Kenny v. Collier
This text of 79 Ga. 743 (Kenny v. Collier) is published on Counsel Stack Legal Research, covering Supreme Court of Georgia primary law. Counsel Stack provides free access to over 12 million legal documents including statutes, case law, regulations, and constitutions.
Opinion
The action was not in any regular technical form, either common law or statutory. The declaration simply stated facts and prayed for process. It annexed, by way of exhibit, a contract under seal, executed in May, 1885, by which the defendant “rented and leased” to the plaintiff a certain store-room and basement, for the term of one year, commencing on the first of October thereafter, at fifty dollars per month, payable monthly in advance. It alleged readiness to perform, and a virtual offer to perform, on plaintiff’s part, and a breach of tbie contract on defendant’s part in letting the premises to other parties and refusing to admit the-plaintiff into possession. It laid the damages at ten thousand dollars, and averred that the plaintiff waited at great expense until the first of October, relying upon the contract, and believing that he would be put in possession and be permitted to conduct on the premises the business for which they were leased, and in the meantime was offered by a third person $500.00 to yield up his right to the property, which he declined. It alleged that the defendant, knowingly, willfully and without cause, violated his contract, and thereby subjected the plaintiff to [745]*745the loss of this $500.00, to great loss and expense in waiting for the time to arrive for entering into possession, and to the loss of profits from his business for the year covered by the contract, which profits would have been not less than $600.00 per month. It nowhere disclosed what the plaintiff’s business was, or that the defendant knew or had stipulated anything concerning it. The written contract was silent as to any business or any specific purpose for which the premises were let or were to be occupied and used. The action was commenced in February, 1886.
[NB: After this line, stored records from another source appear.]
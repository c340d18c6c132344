//! Configuration module for Directory-Harvester
//!
//! This module handles loading, parsing, and validating TOML configuration files.
//!
//! # Example
//!
//! ```no_run
//! use directory_harvester::config::load_config;
//! use std::path::Path;
//!
//! let config = load_config(Path::new("harvest.toml")).unwrap();
//! println!("Listing page: {}", config.target.listing_url);
//! ```

mod parser;
mod types;
mod validation;

// Re-export types
pub use types::{
    Config, ExtractorConfig, OutputConfig, SessionConfig, StorageBackend, TargetConfig,
};

// Re-export parser functions
pub use parser::{compute_config_hash, load_config, load_config_with_hash, parse_config};

pub use validation::CODE_PLACEHOLDER;
pub(crate) use validation::parse_selector;
//! File-backed storage
//!
//! Records go to a JSON Lines file, one record per line tagged with its link,
//! so the file stays parseable after every append. Progress is a small JSON
//! document rewritten atomically (temp file + rename) after every commit.

use crate::crawler::{LinkId, Record};
use crate::storage::traits::{CrawlStore, StorageError, StorageResult};
use crate::storage::{ProgressSet, StoreMetadata, StoredRecord};
use chrono::Utc;
use serde::{Deserialize, Serialize};
use std::fs::{self, File, OpenOptions};
use std::io::{BufWriter, ErrorKind, Write};
use std::path::{Path, PathBuf};

/// On-disk shape of the progress file
#[derive(Debug, Clone, Default, Serialize, Deserialize)]
#[serde(rename_all = "camelCase")]
struct ProgressDocument {
    #[serde(default)]
    config_hash: Option<String>,
    #[serde(default)]
    updated_at: Option<String>,
    links: ProgressSet,
}

/// JSON progress document + JSON Lines record file
#[derive(Debug)]
pub struct FileStore {
    progress_path: PathBuf,
    output_path: PathBuf,
    config_hash: String,
    document: ProgressDocument,
}

impl FileStore {
    /// Opens (or creates on first commit) the progress and output files
    ///
    /// Records whose link is missing from the progress set are left over from
    /// a crash between the two writes of a commit; they are dropped here, as
    /// is a partially written last line.
    pub fn open(progress_path: &Path, output_path: &Path, config_hash: &str) -> StorageResult<Self> {
        let document = read_progress(progress_path)?;

        if let Some(previous) = &document.config_hash {
            if previous != config_hash {
                tracing::warn!(
                    "Progress in {} was written with a different configuration (hash {})",
                    progress_path.display(),
                    previous
                );
            }
        }

        let store = Self {
            progress_path: progress_path.to_path_buf(),
            output_path: output_path.to_path_buf(),
            config_hash: config_hash.to_string(),
            document,
        };
        store.reconcile()?;

        tracing::debug!(
            "Opened file store with {} processed links",
            store.document.links.len()
        );

        Ok(store)
    }

    fn reconcile(&self) -> StorageResult<()> {
        let Some(content) = read_optional(&self.output_path)? else {
            return Ok(());
        };

        let parsed = parse_lines(&self.output_path, &content)?;
        let total = parsed.records.len();
        let kept: Vec<StoredRecord> = parsed
            .records
            .into_iter()
            .filter(|stored| self.document.links.contains(&stored.link))
            .collect();

        let orphans = total - kept.len();
        if orphans == 0 && !parsed.truncated_tail {
            return Ok(());
        }

        tracing::warn!(
            "Repairing {}: dropping {} records without a progress entry{}",
            self.output_path.display(),
            orphans,
            if parsed.truncated_tail {
                " and a truncated last line"
            } else {
                ""
            }
        );

        let mut buffer = Vec::new();
        for stored in &kept {
            serde_json::to_writer(&mut buffer, stored)?;
            buffer.push(b'\n');
        }
        write_atomically(&self.output_path, &buffer)
    }

    fn append_records(&self, link: &LinkId, records: &[Record]) -> StorageResult<()> {
        if records.is_empty() {
            return Ok(());
        }

        ensure_parent(&self.output_path)?;
        let file = OpenOptions::new()
            .create(true)
            .append(true)
            .open(&self.output_path)?;
        let mut writer = BufWriter::new(file);

        for record in records {
            let stored = StoredRecord {
                link: link.clone(),
                record: record.clone(),
            };
            serde_json::to_writer(&mut writer, &stored)?;
            writer.write_all(b"\n")?;
        }

        let file = writer.into_inner().map_err(|e| e.into_error())?;
        file.sync_data()?;
        Ok(())
    }
}

impl CrawlStore for FileStore {
    fn load_progress(&self) -> StorageResult<ProgressSet> {
        Ok(self.document.links.clone())
    }

    fn commit(&mut self, link: &LinkId, records: &[Record]) -> StorageResult<()> {
        self.append_records(link, records)?;

        let mut document = self.document.clone();
        document.links.insert(link.clone());
        document.config_hash = Some(self.config_hash.clone());
        document.updated_at = Some(Utc::now().to_rfc3339());

        write_atomically(&self.progress_path, &serde_json::to_vec_pretty(&document)?)?;
        self.document = document;
        Ok(())
    }

    fn load_records(&self) -> StorageResult<Vec<StoredRecord>> {
        match read_optional(&self.output_path)? {
            Some(content) => Ok(parse_lines(&self.output_path, &content)?.records),
            None => Ok(Vec::new()),
        }
    }

    fn metadata(&self) -> StorageResult<StoreMetadata> {
        Ok(StoreMetadata {
            config_hash: self.document.config_hash.clone(),
            updated_at: self.document.updated_at.clone(),
        })
    }

    /// Removes progress before records, so a partial clear leaves only
    /// orphan records for `open` to drop
    fn clear(&mut self) -> StorageResult<()> {
        remove_if_exists(&self.progress_path)?;
        remove_if_exists(&self.output_path)?;
        self.document = ProgressDocument::default();
        Ok(())
    }
}

struct ParsedLines {
    records: Vec<StoredRecord>,
    truncated_tail: bool,
}

/// Parses a JSON Lines file; only an unterminated last line may be malformed
fn parse_lines(path: &Path, content: &str) -> StorageResult<ParsedLines> {
    let mut records = Vec::new();
    let mut truncated_tail = false;
    let lines: Vec<&str> = content.lines().collect();

    for (index, line) in lines.iter().enumerate() {
        if line.trim().is_empty() {
            continue;
        }

        match serde_json::from_str::<StoredRecord>(line) {
            Ok(stored) => records.push(stored),
            Err(_) if index + 1 == lines.len() && !content.ends_with('\n') => {
                truncated_tail = true;
            }
            Err(e) => {
                return Err(StorageError::Corrupt {
                    path: path.display().to_string(),
                    reason: format!("line {}: {}", index + 1, e),
                })
            }
        }
    }

    Ok(ParsedLines {
        records,
        truncated_tail,
    })
}

fn read_progress(path: &Path) -> StorageResult<ProgressDocument> {
    match read_optional(path)? {
        Some(content) => serde_json::from_str(&content).map_err(|e| StorageError::Corrupt {
            path: path.display().to_string(),
            reason: e.to_string(),
        }),
        None => Ok(ProgressDocument::default()),
    }
}

fn read_optional(path: &Path) -> StorageResult<Option<String>> {
    match fs::read_to_string(path) {
        Ok(content) => Ok(Some(content)),
        Err(e) if e.kind() == ErrorKind::NotFound => Ok(None),
        Err(e) => Err(e.into()),
    }
}

fn remove_if_exists(path: &Path) -> StorageResult<()> {
    match fs::remove_file(path) {
        Ok(()) => Ok(()),
        Err(e) if e.kind() == ErrorKind::NotFound => Ok(()),
        Err(e) => Err(e.into()),
    }
}

fn ensure_parent(path: &Path) -> StorageResult<()> {
    if let Some(parent) = path.parent().filter(|p| !p.as_os_str().is_empty()) {
        fs::create_dir_all(parent)?;
    }
    Ok(())
}

/// Replaces `path` with `bytes` so readers see either the old or the new file
fn write_atomically(path: &Path, bytes: &[u8]) -> StorageResult<()> {
    ensure_parent(path)?;

    let mut tmp_name = path.as_os_str().to_os_string();
    tmp_name.push(".tmp");
    let tmp_path = PathBuf::from(tmp_name);

    let mut file = File::create(&tmp_path)?;
    file.write_all(bytes)?;
    file.sync_all()?;
    fs::rename(&tmp_path, path)?;

    // Make the rename itself durable
    if let Some(parent) = path.parent().filter(|p| !p.as_os_str().is_empty()) {
        if let Ok(dir) = File::open(parent) {
            let _ = dir.sync_all();
        }
    }
    Ok(())
}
The declaration was demurred to as setting forth no cause of action, and because the alleged damages were too remote, not susceptible of exact computation, and consisting of a claim for profits from a collateral enterprise; which claim the demurrer insisted should be stricken, as well as the claim for $500.00 offered the plaintiff by a third person. To so much of the declaration as. referred to loss and expenses incurred while waiting for the term to begin, the defendant also demurred because they were not subjects of recovery nor pleaded with sufficient clearness.
The plaintiff abandoned his claim for the $500, and for loss and expenses incident to his waiting. The court not only sustained the demurrer as to the claim for profits, but dismissed the action. Both these rulings are drawn in question by the bill of exceptions.
Judgment reversed.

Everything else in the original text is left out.